Show me the money! Don’t enter into the legal contract of marriage until you know answers to fundamental financial questions about each other: How much do you earn? What are your assets and liabilities? Have you ever filed bankruptcy? Do you pay child or spousal support? If you own a business, what are its assets and liabilities? A lack of transparency regarding the financial backgrounds of both spouses has been the springboard to many of the divorces we’ve handled. Don’t put yourself in marital mayhem by keeping money secrets.

Match your money-mindsets. Compatibility in this area can play a critical role in the longevity of most marriages. Many clients end up in our offices because of a clash in financial temperaments; one was focused on a healthy financial future while their spouse preferred to live (and spend) for today. A prenuptial agreement can be a valuable tool for sorting out these differing perspectives and planning responsibly should there be a parting of the ways.

A marriage is not just a romantic partnership. It is a financial partnership, not to mention a legally binding contract.

Know how the finances work. Once you tie the knot, keep yourself in the know about how the marital bank accounts and credit cards are utilized, what bills are paid and when, and what the monthly cash flow looks like.
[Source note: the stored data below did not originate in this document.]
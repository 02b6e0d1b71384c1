use crate::context::{self, Core};
use crate::runtime::{Injector, Runtime, local};
use anyhow::{Result, anyhow};
use std::cell::Cell;
use std::convert::TryFrom;
use std::fmt;
use std::rc::Rc;
use std::sync::Arc;
use std::sync::atomic::{AtomicUsize, Ordering};
use std::thread;
use std::time::Duration;

/// Fairly arbitrary, copied from tokio `event_interval`.
#[cfg(not(test))]
const EVENT_INTERVAL: u32 = 61;

#[cfg(test)]
const EVENT_INTERVAL: u32 = 8; // make tests tick faster

/// Upper bound on how long an idle loop sleeps before checking again.
const MAX_PARK_DURATION: Duration = Duration::from_millis(100);

#[derive(Clone)]
pub(crate) struct ThreadNameFn(pub(crate) Arc<dyn Fn() -> String + Send + Sync + 'static>);

fn default_thread_name_fn() -> ThreadNameFn {
    let counter = Arc::new(AtomicUsize::new(0));

    ThreadNameFn(Arc::new(move || {
        let id = counter.fetch_add(1, Ordering::Relaxed);
        format!("fibra-blocking-{}", id)
    }))
}

impl fmt::Debug for ThreadNameFn {
    fn fmt(&self, f: &mut fmt::Formatter<'_>) -> fmt::Result {
        f.debug_tuple("ThreadNameFn").field(&"<function>").finish()
    }
}

/// What happens to the error of a task that failed with nobody to report to:
/// no completion handler of its own, and no parent handler left to forward
/// it to.
#[derive(Default, Debug, Clone, Copy, PartialEq, Eq)]
pub enum UnhandledErrorPolicy {
    /// Log the error with `tracing::error!` and drop it.
    #[default]
    Log,

    /// Panic on the loop thread. The panic surfaces out of `block_on`, which
    /// is mostly useful in tests.
    Panic,
}

#[derive(Debug)]
pub struct Builder {
    /// Maximum number of tasks polled in one loop iteration before the loop
    /// goes back to timers, deferred callbacks and remote jobs.
    event_interval: u32,

    /// Policy applied to task errors nobody handles.
    unhandled_error: UnhandledErrorPolicy,

    /// Name fn used for the helper threads of `spawn_blocking`.
    thread_name: ThreadNameFn,

    /// Upper bound on a single park of an idle loop thread.
    max_park_duration: Duration,
}

impl Builder {
    /// Returns a new builder for a runtime driven by the current thread.
    ///
    /// Configuration methods can be chained on the return value.
    pub fn new_local() -> Builder {
        Builder {
            event_interval: EVENT_INTERVAL,
            unhandled_error: UnhandledErrorPolicy::default(),
            thread_name: default_thread_name_fn(),
            max_park_duration: MAX_PARK_DURATION,
        }
    }

    /// Sets the number of tasks polled per loop iteration.
    ///
    /// A smaller value gets timers and remote jobs serviced sooner when many
    /// tasks are ready, a larger one favours the ready tasks. Defaults to 61.
    #[track_caller]
    pub fn event_interval(mut self, val: u32) -> Self {
        assert!(val > 0, "event_interval must be greater than 0");
        self.event_interval = val;
        self
    }

    pub fn unhandled_error(mut self, policy: UnhandledErrorPolicy) -> Self {
        self.unhandled_error = policy;
        self
    }

    /// Sets the name of the helper threads spawned by `spawn_blocking`.
    ///
    /// The default name is "fibra-blocking-{id}", where id is monotonically
    /// increasing.
    pub fn thread_name(mut self, val: impl Into<String>) -> Self {
        let val = val.into();
        self.thread_name = ThreadNameFn(Arc::new(move || val.clone()));
        self
    }

    /// Sets a function used to generate the name of the helper threads spawned
    /// by `spawn_blocking`.
    pub fn thread_name_fn<F>(mut self, f: F) -> Self
    where
        F: Fn() -> String + Send + Sync + 'static,
    {
        self.thread_name = ThreadNameFn(Arc::new(f));
        self
    }

    /// Sets how long an idle loop parks at most before looking for work
    /// again. Wakes from other threads and timer deadlines cut the park short
    /// regardless.
    #[track_caller]
    pub fn max_park_duration(mut self, val: Duration) -> Self {
        assert!(!val.is_zero(), "max_park_duration must be greater than 0");
        self.max_park_duration = val;
        self
    }

    /// Creates the configured `Runtime` and installs it on the current thread.
    ///
    /// Only one runtime may be active per thread at a time.
    #[track_caller]
    pub fn try_build(self) -> Result<Runtime> {
        IS_RUNTIME_ACTIVE.with(|is_active| -> Result<()> {
            if is_active.get() {
                Err(anyhow!(
                    "Cannot create a new Runtime: a runtime is already active on this thread."
                ))
            } else {
                is_active.set(true);
                Ok(())
            }
        })?;

        let cfg = match RuntimeConfig::try_from(self) {
            Ok(cfg) => cfg,
            Err(e) => {
                IS_RUNTIME_ACTIVE.with(|is_active| is_active.set(false));
                return Err(e);
            }
        };

        let injector = Arc::new(Injector::new(thread::current()));
        let core = Rc::new(Core::new(&cfg, Arc::clone(&injector)));
        let scheduler = local::Scheduler::new(&cfg, injector).into_handle();

        context::init_local_context(core, scheduler.clone());

        Ok(Runtime::new(scheduler))
    }
}

// Use a thread_local variable to track if a runtime is already active on this thread.
thread_local! {
    static IS_RUNTIME_ACTIVE: Cell<bool> = const { Cell::new(false) };
}

pub(crate) fn set_runtime_inactive() {
    IS_RUNTIME_ACTIVE.with(|is_active| is_active.set(false));
}

// Export runtime builder as a RuntimeConfig object to be consumed by the
// scheduler and the thread-local core.
#[derive(Debug, Clone)]
pub(crate) struct RuntimeConfig {
    pub(crate) event_interval: u32,
    pub(crate) unhandled_error: UnhandledErrorPolicy,
    pub(crate) thread_name: ThreadNameFn,
    pub(crate) max_park_duration: Duration,
}

impl Default for RuntimeConfig {
    fn default() -> Self {
        RuntimeConfig {
            event_interval: EVENT_INTERVAL,
            unhandled_error: UnhandledErrorPolicy::default(),
            thread_name: default_thread_name_fn(),
            max_park_duration: MAX_PARK_DURATION,
        }
    }
}

impl RuntimeConfig {
    fn validate(&self) -> Result<()> {
        if self.event_interval == 0 {
            return Err(anyhow!("event_interval must be greater than 0"));
        }

        if self.max_park_duration.is_zero() {
            return Err(anyhow!("max_park_duration must be greater than 0"));
        }

        Ok(())
    }

    pub(crate) fn next_thread_name(&self) -> String {
        (self.thread_name.0)()
    }
}

impl TryFrom<Builder> for RuntimeConfig {
    type Error = anyhow::Error;

    fn try_from(builder: Builder) -> Result<Self, Self::Error> {
        let cfg = RuntimeConfig {
            event_interval: builder.event_interval,
            unhandled_error: builder.unhandled_error,
            thread_name: builder.thread_name,
            max_park_duration: builder.max_park_duration,
        };

        cfg.validate()?;

        Ok(cfg)
    }
}
use std::any::Any;
use std::panic::Location;
use std::sync::Arc;
use std::time::Duration;

/// Result type returned by tasks, futures and the [`parallel`] combinator.
///
/// [`parallel`]: crate::parallel()
pub type Result<T, E = Error> = std::result::Result<T, E>;

/// A centralized error type for everything a task can observe while waiting.
///
/// The error is cheap to clone so a resolved [`FutureHandle`] can hand out its
/// stored error to every reader.
///
/// [`FutureHandle`]: crate::FutureHandle
#[derive(thiserror::Error, Debug, Clone)]
pub enum Error {
    /// The wrapped callback-style operation reported a failure.
    #[error("{0}")]
    Producer(Arc<anyhow::Error>),

    /// A future was waited on for longer than its configured bound. The
    /// producer itself keeps running, only the waiter is released.
    #[error("future created at {location} timed out after {bound:?}")]
    Timeout {
        bound: Duration,
        location: &'static Location<'static>,
    },

    /// Keyed and positional callbacks were mixed within one `parallel` call.
    #[error("parallel cannot mix keyed callbacks with positional ones")]
    ModeMismatch,

    /// An operation that suspends the current task was invoked outside of one.
    #[error("`{op}` must be called from inside a task")]
    NotInTask { op: &'static str },

    /// The body of a spawned task panicked.
    #[error("task panicked: {0}")]
    Panicked(String),

    /// A catch-all for any other type of unexpected error.
    #[error("unexpected error: {0}")]
    Other(Arc<anyhow::Error>),
}

impl Error {
    /// Wraps a producer failure. Errors that already are an [`Error`] (e.g. a
    /// timeout bubbling up through nested futures) keep their variant.
    pub(crate) fn from_producer(err: anyhow::Error) -> Self {
        match err.downcast::<Error>() {
            Ok(err) => err,
            Err(err) => Error::Producer(Arc::new(err)),
        }
    }

    pub(crate) fn panicked(payload: Box<dyn Any + Send>) -> Self {
        let msg = if let Some(s) = payload.downcast_ref::<&'static str>() {
            (*s).to_owned()
        } else if let Some(s) = payload.downcast_ref::<String>() {
            s.clone()
        } else {
            "Box<dyn Any>".to_owned()
        };

        Error::Panicked(msg)
    }

    pub(crate) fn other(err: anyhow::Error) -> Self {
        Error::Other(Arc::new(err))
    }

    /// Returns true if the error was produced by an expired future timeout.
    pub fn is_timeout(&self) -> bool {
        matches!(self, Error::Timeout { .. })
    }

    /// Returns true if the error signals misuse of the engine itself rather
    /// than a failure reported by a producer.
    pub fn is_protocol(&self) -> bool {
        matches!(self, Error::ModeMismatch | Error::NotInTask { .. })
    }

    /// Returns true if the error carries the payload of a panicked task.
    pub fn is_panic(&self) -> bool {
        matches!(self, Error::Panicked(_))
    }
}

impl PartialEq for Error {
    fn eq(&self, other: &Self) -> bool {
        match (self, other) {
            (Self::Producer(a), Self::Producer(b)) => a.to_string() == b.to_string(),
            (
                Self::Timeout {
                    bound: a,
                    location: la,
                },
                Self::Timeout {
                    bound: b,
                    location: lb,
                },
            ) => a == b && la == lb,
            (Self::ModeMismatch, Self::ModeMismatch) => true,
            (Self::NotInTask { op: a }, Self::NotInTask { op: b }) => a == b,
            (Self::Panicked(a), Self::Panicked(b)) => a == b,
            (Self::Other(a), Self::Other(b)) => a.to_string() == b.to_string(),
            _ => false,
        }
    }
}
Just because one spouse is responsible for making sure everything on the money side of the relationship gets handled does not mean that both spouses shouldn’t be fully aware of the economic landscape. Much like both parents want to be fully involved in the lives of the kids even though one spouse stays home while the other works, both spouses need to engage in the financial health of the marriage despite who actually holds the checkbook.

On the other side of the coin, keeping your spouse in the dark about finances is not only a breach of fiduciary duty, but could be grounds for a restraining order.

Honor love, death, and taxes. Prioritize conversations with your accountant and estate planner. Your marriage is likely to trigger a change in your tax filing status. And if you happen to be paying spousal support from a prior union, the new tax law is something you’ll want to keep tabs on — 2019 marks a change in how support is treated. Don’t forget to update the beneficiary of your retirement accounts and life insurance policies, and discuss end-of-life financial plans, as grim as it may feel as newlyweds.

A marriage is not just a romantic partnership. It is a financial partnership, not to mention a legally binding contract. Nurturing that part of your marriage is vital if you want your relationship to mature, deepen, and thrive. Don’t be afraid to make the money-part of your marital life transparent — it can lead to a much healthier marriage, and ultimately to a far more romantic partnership success story.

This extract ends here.